Most study settings around the benefits of NIV have been performed on the ICU or a high acuity setting. The ICU with its monitoring capabilities, 24 hour staff availability, trained care givers as well as the possibility for quick intubation in case of NIV failure offer without any doubt a good setting for successful NIV.

 

Some hospitals report using more NIV than invasive ventilation in acute respiratory failure (ARF) leading them to rethink the optimal utilization of the ICU. Other hospitals worldwide are reporting that their ICU’s are chronically full and with increased pressure to move patients out of the emergency department, many hospitals actively seek alternate areas to perform NIV in certain categories of ARF.

 

A general concern when it comes to NIV either inside or outside the ICU is the additional workload which has been suggested in early studies. The International Consensus states that NIV therapy doesn’t appear to increase nursing or respiratory therapist workload.¹

 

It is relevant to note that staff training and experience is more important than the actual location where NIV is being performed in the hospital as stated by Elliott et al.²

 

One major challenge in the ICU is VAP (ventilator-associated pneumonia).

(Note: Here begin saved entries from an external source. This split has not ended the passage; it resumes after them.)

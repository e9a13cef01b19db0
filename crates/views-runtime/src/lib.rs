//! Runtime layer for wikiviews.
//!
//! Drives the report pipeline over the data layer and hands the finished
//! outcome to the UI.

pub mod orchestrator;

pub use views_core as core;
pub use views_data as data;
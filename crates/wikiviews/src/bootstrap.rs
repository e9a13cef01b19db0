use std::fs::{File, OpenOptions};
use std::path::Path;
use std::sync::Mutex;

use anyhow::Context;
use tracing_subscriber::{fmt, prelude::*, EnvFilter};

// ── Logging bootstrap ──────────────────────────────────────────────────────────

/// Map a Python-style level name onto an `EnvFilter` directive.
///
/// Unknown names are passed through untouched so `RUST_LOG`-style
/// directives such as `views_data=debug` still work.
pub fn level_directive(log_level: &str) -> String {
    match log_level.to_uppercase().as_str() {
        "DEBUG" => "debug".to_string(),
        "INFO" => "info".to_string(),
        "WARNING" | "WARN" => "warn".to_string(),
        "ERROR" | "CRITICAL" => "error".to_string(),
        _ => log_level.to_string(),
    }
}

fn open_log_file(path: &Path) -> anyhow::Result<File> {
    OpenOptions::new()
        .create(true)
        .append(true)
        .open(path)
        .with_context(|| format!("opening log file {}", path.display()))
}

/// Initialise the global `tracing` subscriber: a stderr layer, plus a
/// plain-text file layer when `log_file` is given.
///
/// Falls back to `"info"` if the level string is not a valid directive.
pub fn setup_logging(log_level: &str, log_file: Option<&Path>) -> anyhow::Result<()> {
    let filter =
        EnvFilter::try_new(level_directive(log_level)).unwrap_or_else(|_| EnvFilter::new("info"));

    let stderr_layer = fmt::layer()
        .with_target(false)
        .with_writer(std::io::stderr);

    let file_layer = match log_file {
        Some(path) => Some(
            fmt::layer()
                .with_ansi(false)
                .with_writer(Mutex::new(open_log_file(path)?)),
        ),
        None => None,
    };

    tracing_subscriber::registry()
        .with(filter)
        .with(stderr_layer)
        .with(file_layer)
        .init();

    Ok(())
}

// ── Tests ──────────────────────────────────────────────────────────────────────
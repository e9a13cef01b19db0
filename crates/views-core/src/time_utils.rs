use chrono::{DateTime, Datelike, NaiveDate, Utc};
use chrono_tz::Tz;
use tracing::warn;

// ── System timezone detection ─────────────────────────────────────────────────

/// IANA name of the host timezone, or `"UTC"` when it cannot be read.
pub fn get_system_timezone() -> String {
    iana_time_zone::get_timezone().unwrap_or_else(|_| "UTC".to_string())
}

// ── TimezoneHandler ───────────────────────────────────────────────────────────

/// Maps UTC instants onto calendar dates in the user's timezone.
///
/// Remote timestamps are all UTC; only the date stamped on a history row
/// is taken in local time, so that a run at 23:30 in Honolulu is recorded
/// under the day the user saw on the clock.
pub struct TimezoneHandler {
    default_tz: Tz,
}

impl TimezoneHandler {
    /// Unknown names degrade to UTC with a warning.
    pub fn new(tz_name: &str) -> Self {
        let tz = tz_name.parse::<Tz>().unwrap_or_else(|_| {
            warn!(
                timezone = tz_name,
                "unknown timezone; history dates will use UTC"
            );
            Tz::UTC
        });
        Self { default_tz: tz }
    }

    /// Calendar date of `now` in the configured timezone.
    pub fn today(&self, now: DateTime<Utc>) -> NaiveDate {
        now.with_timezone(&self.default_tz).date_naive()
    }

    pub fn validate_timezone(tz_name: &str) -> bool {
        tz_name.parse::<Tz>().is_ok()
    }
}

// ── Month arithmetic ──────────────────────────────────────────────────────────

/// First day of the month containing `date`.
pub fn first_of_month(date: NaiveDate) -> NaiveDate {
    // Day 1 exists in every month, so `with_day(1)` cannot fail.
    date.with_day(1).unwrap_or(date)
}

/// First day of the month following the one containing `date`.
///
/// December rolls over to January of the next year.
pub fn next_month(date: NaiveDate) -> NaiveDate {
    let (year, month) = if date.month() == 12 {
        (date.year() + 1, 1)
    } else {
        (date.year(), date.month() + 1)
    };
    NaiveDate::from_ymd_opt(year, month, 1).unwrap_or_else(|| first_of_month(date))
}

// ── Tests ─────────────────────────────────────────────────────────────────────

#[cfg(test)]
mod tests {
    use super::*;
    use chrono::TimeZone;

    fn ymd(y: i32, m: u32, d: u32) -> NaiveDate {
        NaiveDate::from_ymd_opt(y, m, d).unwrap()
    }

    // ── get_system_timezone ───────────────────────────────────────────────────

    #[test]
    fn test_get_system_timezone_not_empty() {
        assert!(!get_system_timezone().is_empty());
    }

    // ── TimezoneHandler ───────────────────────────────────────────────────────

    #[test]
    fn test_handler_invalid_timezone_falls_back_to_utc() {
        let handler = TimezoneHandler::new("Not/AZone");
        let now = Utc.with_ymd_and_hms(2025, 11, 5, 23, 30, 0).unwrap();
        assert_eq!(handler.today(now), ymd(2025, 11, 5));
    }

    #[test]
    fn test_handler_today_in_utc() {
        let handler = TimezoneHandler::new("UTC");
        let now = Utc.with_ymd_and_hms(2025, 11, 5, 23, 30, 0).unwrap();
        assert_eq!(handler.today(now), ymd(2025, 11, 5));
    }

    #[test]
    fn test_handler_today_crosses_midnight_east() {
        // 23:30 UTC is already the next day in Tokyo (UTC+9).
        let handler = TimezoneHandler::new("Asia/Tokyo");
        let now = Utc.with_ymd_and_hms(2025, 11, 5, 23, 30, 0).unwrap();
        assert_eq!(handler.today(now), ymd(2025, 11, 6));
    }

    #[test]
    fn test_handler_today_crosses_midnight_west() {
        // 03:00 UTC is still the previous evening in New York.
        let handler = TimezoneHandler::new("America/New_York");
        let now = Utc.with_ymd_and_hms(2025, 11, 6, 3, 0, 0).unwrap();
        assert_eq!(handler.today(now), ymd(2025, 11, 5));
    }

    #[test]
    fn test_validate_timezone() {
        assert!(TimezoneHandler::validate_timezone("Europe/Berlin"));
        assert!(!TimezoneHandler::validate_timezone("Mars/Olympus_Mons"));
    }

    // ── Month arithmetic ──────────────────────────────────────────────────────

    #[test]
    fn test_first_of_month() {
        assert_eq!(first_of_month(ymd(2024, 2, 29)), ymd(2024, 2, 1));
        assert_eq!(first_of_month(ymd(2024, 2, 1)), ymd(2024, 2, 1));
    }

    #[test]
    fn test_next_month_mid_year() {
        assert_eq!(next_month(ymd(2024, 6, 10)), ymd(2024, 7, 1));
    }

    #[test]
    fn test_next_month_from_month_end() {
        // The 31st has no counterpart in February; the result is still the 1st.
        assert_eq!(next_month(ymd(2024, 1, 31)), ymd(2024, 2, 1));
    }

    #[test]
    fn test_next_month_december_rolls_year() {
        assert_eq!(next_month(ymd(2024, 12, 15)), ymd(2025, 1, 1));
    }
}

Between 10 and 20 percent of patients receiving >48 hours of mechanical ventilation will develop VAP.Patients who have developed VAP are twice as likely to die compared to similar patients without VAP and as a result have significantly longer stays in the ICU.³

 

Therefore, there is much interest in avoiding intubation and using NIV treatment instead. Strong evidence suggests that patients who are appropriate candidates for NPPV can benefit from such treatment by showing lower rates of pneumonia infections, intubations and also mortality.

 

Read more about how NIV can help to prevent intubation here.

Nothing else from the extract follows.